Her concerns, similar to those voiced by other teens at the club in Sunrise, Florida, are a vivid counterpoint to the views of students who have been lobbying state and federal lawmakers for tighter restrictions on gun ownership. “We have a tradition of hunting in my family, and to hear that people want to take it away and put many restrictions on it sounds unrealistic,” said Frauens, who saw any attempt to ban the kind of AR-15 semi-automatic rifle used in the school shooting as an infringement upon her Second Amendment right to bear arms. The NRA Foundation, the organization’s charitable arm, has long relied on grants for shooting-related programs to build support among new generations of Americans.

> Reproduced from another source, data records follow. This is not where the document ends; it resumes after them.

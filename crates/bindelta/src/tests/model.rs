//! Model-based round-trip: random edit sequences applied to a delta document
//! and to a plain in-memory vector, byte-compared after every step.

use quickcheck::{Arbitrary, Gen, QuickCheck, TestResult};

use crate::{BinaryData, DeltaDocument, EditableBinaryData, PagedData};

#[derive(Debug, Clone)]
enum Edit {
    Insert { at: usize, bytes: Vec<u8> },
    Remove { at: usize, len: usize },
    Overwrite { at: usize, bytes: Vec<u8> },
    SetLen { len: usize },
}

fn small_bytes(g: &mut Gen) -> Vec<u8> {
    let mut bytes = Vec::<u8>::arbitrary(g);
    bytes.truncate(32);
    bytes
}

impl Arbitrary for Edit {
    fn arbitrary(g: &mut Gen) -> Self {
        match u8::arbitrary(g) % 4 {
            0 => Edit::Insert {
                at: usize::arbitrary(g),
                bytes: small_bytes(g),
            },
            1 => Edit::Remove {
                at: usize::arbitrary(g),
                len: usize::arbitrary(g) % 24,
            },
            2 => Edit::Overwrite {
                at: usize::arbitrary(g),
                bytes: small_bytes(g),
            },
            _ => Edit::SetLen {
                len: usize::arbitrary(g) % 200,
            },
        }
    }
}

/// Applies `edit` to the reference model, returning the clamped form actually
/// performed so the system under test runs the identical operation.
fn apply_model(model: &mut Vec<u8>, edit: &Edit) -> Edit {
    match edit {
        Edit::Insert { at, bytes } => {
            let at = at % (model.len() + 1);
            model.splice(at..at, bytes.iter().copied());
            Edit::Insert {
                at,
                bytes: bytes.clone(),
            }
        }
        Edit::Remove { at, len } => {
            let at = at % (model.len() + 1);
            let len = (*len).min(model.len() - at);
            model.drain(at..at + len);
            Edit::Remove { at, len }
        }
        Edit::Overwrite { at, bytes } => {
            let at = at % (model.len() + 1);
            let end = at + bytes.len();
            if end > model.len() {
                model.resize(end, 0);
            }
            model[at..end].copy_from_slice(bytes);
            Edit::Overwrite {
                at,
                bytes: bytes.clone(),
            }
        }
        Edit::SetLen { len } => {
            model.resize(*len, 0);
            Edit::SetLen { len: *len }
        }
    }
}

fn apply_edit(target: &mut impl EditableBinaryData, edit: &Edit) {
    match edit {
        Edit::Insert { at, bytes } => target.insert(*at as u64, bytes).unwrap(),
        Edit::Remove { at, len } => target.remove(*at as u64, *len as u64).unwrap(),
        Edit::Overwrite { at, bytes } => target.overwrite(*at as u64, bytes).unwrap(),
        Edit::SetLen { len } => target.set_len(*len as u64).unwrap(),
    }
}

fn matches_model(target: &impl BinaryData, model: &[u8]) -> bool {
    if target.len() != model.len() as u64 {
        return false;
    }
    target.copy_all().unwrap().as_slice() == model
}

#[test]
fn document_round_trips_against_vector_model() {
    fn prop(edits: Vec<Edit>) -> TestResult {
        let mut doc = DeltaDocument::with_page_size(16);
        let mut model = Vec::new();
        for edit in &edits {
            let clamped = apply_model(&mut model, edit);
            apply_edit(&mut doc, &clamped);
            if !matches_model(&doc, &model) {
                return TestResult::error(format!("diverged after {clamped:?}"));
            }
            // Bounds follow the size after every step.
            if !model.is_empty() && doc.byte(model.len() as u64 - 1).is_err() {
                return TestResult::failed();
            }
            if doc.byte(model.len() as u64).is_ok() {
                return TestResult::failed();
            }
        }
        TestResult::passed()
    }
    QuickCheck::new()
        .tests(300)
        .quickcheck(prop as fn(Vec<Edit>) -> TestResult);
}

#[test]
fn paged_data_round_trips_against_vector_model() {
    fn prop(edits: Vec<Edit>) -> TestResult {
        let mut paged = PagedData::with_page_size(4);
        let mut model = Vec::new();
        for edit in &edits {
            let clamped = apply_model(&mut model, edit);
            apply_edit(&mut paged, &clamped);
            if !matches_model(&paged, &model) {
                return TestResult::error(format!("diverged after {clamped:?}"));
            }
        }
        TestResult::passed()
    }
    QuickCheck::new()
        .tests(300)
        .quickcheck(prop as fn(Vec<Edit>) -> TestResult);
}

#[test]
fn snapshots_are_unaffected_by_later_edits() {
    fn prop(before: Vec<Edit>, after: Vec<Edit>) -> TestResult {
        let mut doc = DeltaDocument::with_page_size(16);
        let mut model = Vec::new();
        for edit in &before {
            let clamped = apply_model(&mut model, edit);
            apply_edit(&mut doc, &clamped);
        }
        let snapshot = doc.snapshot();
        let frozen = model.clone();
        for edit in &after {
            let clamped = apply_model(&mut model, edit);
            apply_edit(&mut doc, &clamped);
        }
        if !matches_model(&snapshot, &frozen) {
            return TestResult::failed();
        }
        if !matches_model(&doc, &model) {
            return TestResult::failed();
        }
        TestResult::passed()
    }
    QuickCheck::new()
        .tests(200)
        .quickcheck(prop as fn(Vec<Edit>, Vec<Edit>) -> TestResult);
}

#[test]
fn inserts_preserve_surrounding_bytes() {
    fn prop(seed: Vec<u8>, at: usize, bytes: Vec<u8>) -> TestResult {
        let mut doc = DeltaDocument::with_page_size(16);
        doc.insert(0, &seed).unwrap();
        let before = doc.copy_all().unwrap().into_vec();
        let at = at % (seed.len() + 1);
        doc.insert(at as u64, &bytes).unwrap();
        let after = doc.copy_all().unwrap().into_vec();
        if after.len() != before.len() + bytes.len() {
            return TestResult::failed();
        }
        if after[..at] != before[..at] || after[at + bytes.len()..] != before[at..] {
            return TestResult::failed();
        }
        if after[at..at + bytes.len()] != bytes {
            return TestResult::failed();
        }
        TestResult::passed()
    }
    QuickCheck::new()
        .tests(300)
        .quickcheck(prop as fn(Vec<u8>, usize, Vec<u8>) -> TestResult);
}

A big slice of the more than $335 million it allocated to shooting programs since 1990 went to youth groups ranging from Boy Scout troops to school clubs. Nikolas Cruz, the 19year-old accused of the killings at Marjory Stoneman Douglas High School in Parkland, Florida, belonged to one of those clubs before he was expelled from the school. The young Florida gun enthusiasts suggest it may be premature to forecast a victory for the studentled movement in turning the tide on the gun debate in America. Polls show that previous schools shootings over the last two decades failed to make younger Americans significantly more in favor of gun control than their parents or grandparents.
Attitudes toward gun control appear to have strong correlation with political affiliation and whether a person lived in a household with a firearm, not with age, said Juliana Horowitz, director of research at the Pew Research Center. “At least with the current 18 to 29 year olds, we don’t see a difference in their views compared with older Americans,” said Horowitz, while conceding that things could change with the next generation. The Parkland students are attempting to break a nearly decade-old stalemate in which the proportion of Americans backing gun control, over protecting gun rights, has not budged from around 50 percent, according to Pew data.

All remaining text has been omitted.